Re: Remove dependence on HDFS

2017-02-13 Thread Calvin Jia
Hi Ben,

You can replace HDFS with a number of storage systems since Spark is
compatible with other storage like S3. This would allow you to scale your
compute nodes solely for the purpose of adding compute power and not disk
space. You can deploy Alluxio on your compute nodes to offset the
performance impact of decoupling your compute and storage, as well as unify
multiple storage spaces if you would like to still use HDFS, S3, and/or
other storage solutions in tandem. Here is an article

which describes a similar architecture.

Hope this helps,
Calvin

On Mon, Feb 13, 2017 at 12:46 AM, Saisai Shao 
wrote:

> IIUC Spark doesn't strongly bind to HDFS, it uses a common FileSystem
> layer which supports different FS implementations, HDFS is just one option.
> You could also use S3 as a backend FS, from Spark's point it is transparent
> to different FS implementations.
>
>
>
> On Sun, Feb 12, 2017 at 5:32 PM, ayan guha  wrote:
>
>> How about adding more NFS storage?
>>
>> On Sun, 12 Feb 2017 at 8:14 pm, Sean Owen  wrote:
>>
>>> Data has to live somewhere -- how do you not add storage but store more
>>> data?  Alluxio is not persistent storage, and S3 isn't on your premises.
>>>
>>> On Sun, Feb 12, 2017 at 4:29 AM Benjamin Kim  wrote:
>>>
>>> Has anyone got some advice on how to remove the reliance on HDFS for
>>> storing persistent data. We have an on-premise Spark cluster. It seems like
>>> a waste of resources to keep adding nodes because of a lack of storage
>>> space only.

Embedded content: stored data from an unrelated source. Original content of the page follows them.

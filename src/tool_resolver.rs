//! # Tool Path Resolver
//!
//! This module handles finding the `svgo` binary in different environments:
//! - Explicit path from config or CLI
//! - `SVGO_PATH` / `TOOLS_DIR` environment overrides
//! - A local `node_modules/.bin` (walking up from the current directory)
//! - System-installed tools on `PATH`

use std::env;
use std::path::{Path, PathBuf};
use tracing::{debug, warn};

/// Tool path resolver for the transform engine binaries
pub struct ToolPathResolver {
    /// Explicit binary path, checked before anything else
    explicit: Option<PathBuf>,
    /// Directory holding bundled tools
    tools_dir: Option<PathBuf>,
}

impl ToolPathResolver {
    /// Create a new path resolver
    pub fn new(explicit: Option<PathBuf>) -> Self {
        Self {
            explicit,
            tools_dir: Self::detect_tools_dir(),
        }
    }

    fn detect_tools_dir() -> Option<PathBuf> {
        let tools_path = PathBuf::from(env::var_os("TOOLS_DIR")?);
        debug!("Checking TOOLS_DIR environment variable: {:?}", tools_path);
        tools_path.is_dir().then_some(tools_path)
    }

    /// Resolve the path to a specific tool
    pub fn resolve_tool(&self, tool_name: &str) -> Option<PathBuf> {
        debug!("Resolving tool: {}", tool_name);

        // Strategy 1: explicit path wins, even over the environment
        if let Some(ref explicit) = self.explicit {
            if explicit.is_file() {
                return Some(explicit.clone());
            }
            warn!("Configured path for {} does not exist: {}", tool_name, explicit.display());
        }

        // Strategy 2: <TOOL>_PATH override (SVGO_PATH)
        let env_key = format!("{}_PATH", tool_name.to_uppercase());
        if let Some(path) = env::var_os(&env_key).map(PathBuf::from) {
            debug!("Checking {}: {:?}", env_key, path);
            if path.is_file() {
                return Some(path);
            }
        }

        // Strategy 3: bundled tools directory
        if let Some(ref tools_dir) = self.tools_dir {
            let bundled = tools_dir.join(Self::executable_name(tool_name));
            if bundled.is_file() {
                debug!("Using bundled tool: {:?}", bundled);
                return Some(bundled);
            }
        }

        // Strategy 4: node_modules/.bin, walking up the directory tree
        if let Ok(current_dir) = env::current_dir() {
            if let Some(local) = Self::find_in_node_modules(&current_dir, tool_name) {
                debug!("Using project-local tool: {:?}", local);
                return Some(local);
            }
        }

        // Strategy 5: system PATH
        if let Some(system_path) = Self::find_in_system_path(tool_name) {
            debug!("Using system tool: {} -> {:?}", tool_name, system_path);
            return Some(system_path);
        }

        warn!("Tool not found: {}", tool_name);
        None
    }

    /// Platform-specific executable name (npm installs `.cmd` shims on Windows)
    fn executable_name(tool_name: &str) -> String {
        if cfg!(windows) {
            format!("{}.cmd", tool_name)
        } else {
            tool_name.to_string()
        }
    }

    fn find_in_node_modules(start: &Path, tool_name: &str) -> Option<PathBuf> {
        let executable = Self::executable_name(tool_name);

        start
            .ancestors()
            .take(10) // Max 10 levels up
            .map(|dir| dir.join("node_modules").join(".bin").join(&executable))
            .find(|path| path.is_file())
    }

    fn find_in_system_path(tool_name: &str) -> Option<PathBuf> {
        let executable = Self::executable_name(tool_name);
        let path_var = env::var_os("PATH")?;

        env::split_paths(&path_var)
            .map(|dir| dir.join(&executable))
            .find(|path| path.is_file())
    }

    /// Check if a specific tool is available
    pub fn is_tool_available(&self, tool_name: &str) -> bool {
        self.resolve_tool(tool_name).is_some()
    }

    /// Installation hint shown when a tool is missing
    pub fn install_instructions(tool_name: &str) -> String {
        match tool_name {
            "svgo" => "npm install -g svgo  # or: npm install --save-dev svgo".to_string(),
            _ => format!("install {} and make sure it is on PATH", tool_name),
        }
    }
}

#[cfg(test)]
mod tests {
    use super::*;
    use tempfile::TempDir;

    #[test]
    fn test_explicit_path_wins() {
        let temp_dir = TempDir::new().unwrap();
        let fake = temp_dir.path().join("my-svgo");
        std::fs::write(&fake, "#!/bin/sh\n").unwrap();

        let resolver = ToolPathResolver::new(Some(fake.clone()));
        assert_eq!(resolver.resolve_tool("svgo"), Some(fake));
    }

    #[test]
    fn test_node_modules_lookup_walks_up() {
        let temp_dir = TempDir::new().unwrap();
        let bin_dir = temp_dir.path().join("node_modules").join(".bin");
        std::fs::create_dir_all(&bin_dir).unwrap();
        let tool = bin_dir.join(ToolPathResolver::executable_name("svgo"));
        std::fs::write(&tool, "").unwrap();

        let deep = temp_dir.path().join("a").join("b");
        std::fs::create_dir_all(&deep).unwrap();

        assert_eq!(ToolPathResolver::find_in_node_modules(&deep, "svgo"), Some(tool));
        assert_eq!(ToolPathResolver::find_in_node_modules(&deep, "not-a-tool"), None);
    }

    #[test]
    fn test_missing_tool() {
        let resolver = ToolPathResolver::new(None);
        assert!(!resolver.is_tool_available("definitely-not-an-installed-tool-xyz"));
        assert!(ToolPathResolver::install_instructions("svgo").contains("npm"));
    }
}
#[cfg(test)]
mod tests {
    use super::*;

    #[test]
    fn test_default_is_basic_without_dimension_removal() {
        let options = OptionModel::default();
        assert_eq!(options.preset, Preset::Basic);
        assert!(options.remove_comments);
        assert!(options.convert_transform);
        assert!(!options.remove_title);
        assert!(!options.sort_attrs);
        assert!(!options.remove_dimensions);
    }

    #[test]
    fn test_basic_table() {
        let options = OptionModel::default().apply_preset(Preset::Aggressive).apply_preset(Preset::Basic);
        let disabled = [
            Switch::RemoveTitle,
            Switch::RemoveDesc,
            Switch::ConvertPathData,
            Switch::RemoveViewBox,
            Switch::MergePaths,
            Switch::ConvertShapeToPath,
            Switch::SortAttrs,
            Switch::RemoveDimensions,
        ];

        for switch in Switch::ALL {
            assert_eq!(options.get(switch), !disabled.contains(&switch), "{}", switch);
        }
    }

    #[test]
    fn test_aggressive_enables_everything_but_dimensions() {
        let options = OptionModel::default().apply_preset(Preset::Aggressive);
        assert_eq!(options.preset, Preset::Aggressive);
        for switch in Switch::ALL.into_iter().filter(|s| s.is_preset_controlled()) {
            assert!(options.get(switch), "{} should be on", switch);
        }
        assert!(!options.remove_dimensions);
    }

    #[test]
    fn test_presets_never_touch_remove_dimensions() {
        for initial in [false, true] {
            let start = OptionModel::default().toggle_switch(Switch::RemoveDimensions, initial);
            let after = start.apply_preset(Preset::Basic).apply_preset(Preset::Aggressive);
            assert_eq!(after.remove_dimensions, initial);
        }
    }

    #[test]
    fn test_custom_preset_keeps_switches() {
        let tweaked = OptionModel::default().toggle_switch(Switch::SortAttrs, true);
        let custom = tweaked.apply_preset(Preset::Custom);
        assert_eq!(custom.preset, Preset::Custom);
        assert!(custom.sort_attrs);
        assert_eq!(custom, tweaked);
    }

    #[test]
    fn test_toggle_forces_custom_except_dimensions() {
        let options = OptionModel::default().toggle_switch(Switch::RemoveComments, false);
        assert_eq!(options.preset, Preset::Custom);
        assert!(!options.remove_comments);

        let options = options.toggle_switch(Switch::RemoveDimensions, true);
        assert_eq!(options.preset, Preset::Custom);
        assert!(options.remove_dimensions);

        let aggressive = OptionModel::default()
            .apply_preset(Preset::Aggressive)
            .toggle_switch(Switch::RemoveDimensions, true);
        assert_eq!(aggressive.preset, Preset::Aggressive);
    }

    #[test]
    fn test_switch_parsing() {
        assert_eq!("removeViewBox".parse::<Switch>().unwrap(), Switch::RemoveViewBox);
        assert_eq!("remove-view-box".parse::<Switch>().unwrap(), Switch::RemoveViewBox);
        assert_eq!("removeEditorsNSData".parse::<Switch>().unwrap(), Switch::RemoveEditorsNsData);
        assert!(matches!(
            "removeEverything".parse::<Switch>(),
            Err(OptimizeError::Configuration(_))
        ));
        assert_eq!("Aggressive".parse::<Preset>().unwrap(), Preset::Aggressive);
        assert!("extreme".parse::<Preset>().is_err());
    }

    #[test]
    fn test_json_uses_plugin_names() {
        let json = serde_json::to_value(OptionModel::default()).unwrap();
        assert_eq!(json["preset"], "basic");
        assert_eq!(json["removeEditorsNSData"], true);
        assert_eq!(json["removeDimensions"], false);

        let parsed: OptionModel =
            serde_json::from_str(r#"{"preset":"custom","removeTitle":true}"#).unwrap();
        assert_eq!(parsed.preset, Preset::Custom);
        assert!(parsed.remove_title);
        // missing keys fall back to the default model
        assert!(parsed.remove_comments);
    }

    #[test]
    fn test_normalized_realigns_named_presets() {
        let parsed: OptionModel = serde_json::from_str(r#"{"preset":"aggressive"}"#).unwrap();
        assert!(!parsed.remove_title);

        let normalized = parsed.normalized();
        assert_eq!(normalized, OptionModel::default().apply_preset(Preset::Aggressive));

        let parsed: OptionModel =
            serde_json::from_str(r#"{"preset":"basic","removeTitle":true,"removeDimensions":true}"#).unwrap();
        let normalized = parsed.normalized();
        assert!(!normalized.remove_title);
        assert!(normalized.remove_dimensions);

        let custom = OptionModel::default().toggle_switch(Switch::SortAttrs, true);
        assert_eq!(custom.clone().normalized(), custom);
    }

    #[test]
    fn test_switch_order_follows_groups() {
        let groups: Vec<PassGroup> = Switch::ALL.iter().map(|s| s.group()).collect();
        let mut sorted = groups.clone();
        sorted.sort();
        assert_eq!(groups, sorted);
    }
}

I would rather add more powerful nodes due to the lack of
>>> processing power at a less frequent rate, than add less powerful nodes at a
>>> more frequent rate just to handle the ever growing data. Can anyone point
>>> me in the right direction? Is Alluxio a good solution? S3? I would like to
>>> hear your thoughts.
>>>
>>> Cheers,
>>> Ben
>>> -
>>> To unsubscribe e-mail: user-unsubscr...@spark.apache.org
>>>
>>> --
>> Best Regards,
>> Ayan Guha
>>
>
>


Re: Remove dependence on HDFS

2017-02-13 Thread Saisai Shao
IIUC Spark doesn't strongly bind to HDFS, it uses a common FileSystem layer
which supports different FS implementations, HDFS is just one option. You
could also use S3 as a backend FS, from Spark's point it is transparent to
different FS implementations.



On Sun, Feb 12, 2017 at 5:32 PM, ayan guha  wrote:

> How about adding more NFS storage?
>
> On Sun, 12 Feb 2017 at 8:14 pm, Sean Owen  wrote:
>
>> Data has to live somewhere -- how do you not add storage but store more
>> data?  Alluxio is not persistent storage, and S3 isn't on your premises.
>>
>> On Sun, Feb 12, 2017 at 4:29 AM Benjamin Kim  wrote:
>>
>> Has anyone got some advice on how to remove the reliance on HDFS for
>> storing persistent data. We have an on-premise Spark cluster. It seems like
>> a waste of resources to keep adding nodes because of a lack of storage
>> space only. I would rather add more powerful nodes due to the lack of
>> processing power at a less frequent rate, than add less powerful nodes at a
>> more frequent rate just to handle the ever growing data. Can anyone point
>> me in the right direction? Is Alluxio a good solution? S3? I would like to
>> hear your thoughts.
>>
>> Cheers,
>> Ben
>> -
>> To unsubscribe e-mail: user-unsubscr...@spark.apache.org
>>
>> --
> Best Regards,
> Ayan Guha
>


Re: Remove dependence on HDFS

2017-02-12 Thread ayan guha
How about adding more NFS storage?

On Sun, 12 Feb 2017 at 8:14 pm, Sean Owen  wrote:

> Data has to live somewhere -- how do you not add storage but store more
> data?  Alluxio is not persistent storage, and S3 isn't on your premises.
>
> On Sun, Feb 12, 2017 at 4:29 AM Benjamin Kim  wrote:
>
> Has anyone got some advice on how to remove the reliance on HDFS for
> storing persistent data. We have an on-premise Spark cluster. It seems like
> a waste of resources to keep adding nodes because of a lack of storage
> space only. I would rather add more powerful nodes due to the lack of
> processing power at a less frequent rate, than add less powerful nodes at a
> more frequent rate just to handle the ever growing data. Can anyone point
> me in the right direction? Is Alluxio a good solution? S3? I would like to
> hear your thoughts.
>
> Cheers,
> Ben
> -
> To unsubscribe e-mail: user-unsubscr...@spark.apache.org
>
> --
Best Regards,
Ayan Guha


Re: Remove dependence on HDFS

2017-02-12 Thread Sean Owen
Data has to live somewhere -- how do you not add storage but store more
data?  Alluxio is not persistent storage, and S3 isn't on your premises.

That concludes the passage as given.